About this task
Output each line of the data word for word, from the first through the line that holds "built in parallel", and leave off whatever follows.

Exercise input
- - - - - - -

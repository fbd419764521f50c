//! Day descriptor assembly.
//!
//! A panchanga day opens at local sunrise and closes at the next one.
//! Dates without a sunrise fall back to the local civil day so polar
//! callers still get a well-formed window; the muhurta block is omitted
//! there since the daylight arc it divides does not exist.
//!
//! Assembly touches no shared state, so days can be built in parallel
//! and the results cached by (date, location).

use panchanga_time::CivilDate;

use crate::anga::{AngaConfig, anga_snapshot, transitions_in_window};
use crate::day_types::{DayBoundary, DayConfig, DayDescriptor, DayMuhurta};
use crate::error::CoreError;
use crate::location::Location;
use crate::masa::{amanta_masa_at, purnimanta_masa_at};
use crate::muhurta::{abhijit_muhurta, gulika_kala, rahu_kala, varjyam_windows, yamaganda_kala};
use crate::riseset::sun_times;
use crate::riseset_types::RiseSetResult;

/// Build the full descriptor for one civil day.
pub fn build_day_descriptor(
    location: &Location,
    date: CivilDate,
    config: &DayConfig,
) -> Result<DayDescriptor, CoreError> {
    location.validate().map_err(CoreError::InvalidLocation)?;
    let anga_config = AngaConfig {
        ayanamsha: config.ayanamsha,
        utc_offset_hours: location.utc_offset_hours,
    };
    let local_midnight =
        |d: CivilDate| d.jd_midnight() - location.utc_offset_hours / 24.0;

    let today = sun_times(location, date, &config.rise_set)?;
    let tomorrow = sun_times(location, date.next_day(), &config.rise_set)?;

    let sunrise_jd = today.sunrise.event_jd();
    let sunset_jd = today.sunset.event_jd();

    let (boundary, window_start_jd, window_end_jd) = match (sunrise_jd, tomorrow.sunrise.event_jd())
    {
        (Some(rise), Some(next_rise)) => (DayBoundary::Sunrise, rise, next_rise),
        // Last lit day before polar night: close at the civil day end.
        (Some(rise), None) => (
            DayBoundary::Sunrise,
            rise,
            local_midnight(date.next_day()),
        ),
        (None, _) => {
            let midnight_sun = matches!(today.sunrise, RiseSetResult::NeverSets);
            (
                DayBoundary::MidnightFallback { midnight_sun },
                local_midnight(date),
                local_midnight(date.next_day()),
            )
        }
    };

    let at_sunrise = anga_snapshot(window_start_jd, &anga_config)?;
    let amanta_masa = amanta_masa_at(window_start_jd, config.ayanamsha)?;
    let purnimanta_masa = purnimanta_masa_at(window_start_jd, config.ayanamsha)?;
    let transitions = transitions_in_window(window_start_jd, window_end_jd, &anga_config)?;

    let muhurta = match (sunrise_jd, sunset_jd) {
        (Some(rise), Some(set)) => Some(DayMuhurta {
            rahu_kala: rahu_kala(rise, set, at_sunrise.vaara),
            yamaganda_kala: yamaganda_kala(rise, set, at_sunrise.vaara),
            gulika_kala: gulika_kala(rise, set, at_sunrise.vaara),
            abhijit: abhijit_muhurta(rise, set),
            varjyam: varjyam_windows(window_start_jd, window_end_jd, config.ayanamsha)?,
        }),
        _ => None,
    };

    Ok(DayDescriptor {
        date,
        location: *location,
        boundary,
        window_start_jd,
        window_end_jd,
        sunrise_jd,
        sunset_jd,
        at_sunrise,
        amanta_masa,
        purnimanta_masa,
        transitions,
        muhurta,
    })
}

#[cfg(test)]
mod tests {
    use super::*;

    fn delhi() -> Location {
        Location::new(28.6139, 77.209, 216.0, 5.5)
    }

    fn tromso() -> Location {
        Location::new(69.6492, 18.9553, 10.0, 1.0)
    }

    #[test]
    fn normal_day_window_spans_about_a_day() {
        let date = CivilDate::new(2024, 3, 20).unwrap();
        let day = build_day_descriptor(&delhi(), date, &DayConfig::default()).unwrap();

        assert_eq!(day.boundary, DayBoundary::Sunrise);
        let rise = day.sunrise_jd.unwrap();
        let set = day.sunset_jd.unwrap();
        assert_eq!(day.window_start_jd, rise);
        assert!(rise < set && set < day.window_end_jd);
        assert!(
            (day.window_days() - 1.0).abs() < 0.01,
            "window {} days",
            day.window_days()
        );

        let m = day.muhurta.as_ref().unwrap();
        assert!(m.rahu_kala.start_jd >= rise && m.rahu_kala.end_jd <= set);
        assert!(m.abhijit.start_jd > rise && m.abhijit.end_jd < set);

        for pair in day.transitions.windows(2) {
            assert!(pair[0].jd_utc <= pair[1].jd_utc);
        }
        for tr in &day.transitions {
            assert!(tr.jd_utc >= day.window_start_jd);
            assert!(tr.jd_utc < day.window_end_jd);
        }
    }

    #[test]
    fn polar_night_uses_midnight_fallback() {
        let date = CivilDate::new(2024, 12, 21).unwrap();
        let day = build_day_descriptor(&tromso(), date, &DayConfig::default()).unwrap();

        assert_eq!(
            day.boundary,
            DayBoundary::MidnightFallback {
                midnight_sun: false
            }
        );
        assert_eq!(day.sunrise_jd, None);
        assert!(day.muhurta.is_none());
        // Local midnight to local midnight, exactly one civil day.
        assert!((day.window_days() - 1.0).abs() < 1e-9);
        let expected_start = date.jd_midnight() - 1.0 / 24.0;
        assert!((day.window_start_jd - expected_start).abs() < 1e-9);
    }

    #[test]
    fn midnight_sun_is_flagged() {
        let date = CivilDate::new(2024, 6, 21).unwrap();
        let day = build_day_descriptor(&tromso(), date, &DayConfig::default()).unwrap();
        assert_eq!(
            day.boundary,
            DayBoundary::MidnightFallback { midnight_sun: true }
        );
        assert!(day.muhurta.is_none());
    }

    #[test]
    fn invalid_location_is_rejected() {
        let bad = Location::new(95.0, 77.2, 0.0, 5.5);
        let date = CivilDate::new(2024, 3, 20).unwrap();
        let err = build_day_descriptor(&bad, date, &DayConfig::default()).unwrap_err();
        assert!(matches!(err, CoreError::InvalidLocation(_)), "{err:?}");
    }

    #[test]
    fn sunrise_snapshot_matches_window_start() {
        let date = CivilDate::new(2024, 10, 31).unwrap();
        let day = build_day_descriptor(&delhi(), date, &DayConfig::default()).unwrap();
        // Diwali eve: amanta Ashvina, purnimanta Kartika.
        assert_eq!(day.amanta_masa.masa.index(), 6);
        assert_eq!(day.purnimanta_masa.masa.index(), 7);
        assert_eq!(
            day.at_sunrise.vaara,
            crate::vaara::Vaara::Guruvara,
            "2024-10-31 is a Thursday"
        );
    }
}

- - - - - - -

Response to this task
repository fbd419764521f50c
//! Day descriptor assembly.
//!
//! A panchanga day opens at local sunrise and closes at the next one.
//! Dates without a sunrise fall back to the local civil day so polar
//! callers still get a well-formed window; the muhurta block is omitted
//! there since the daylight arc it divides does not exist.
//!
//! Assembly touches no shared state, so days can be built in parallel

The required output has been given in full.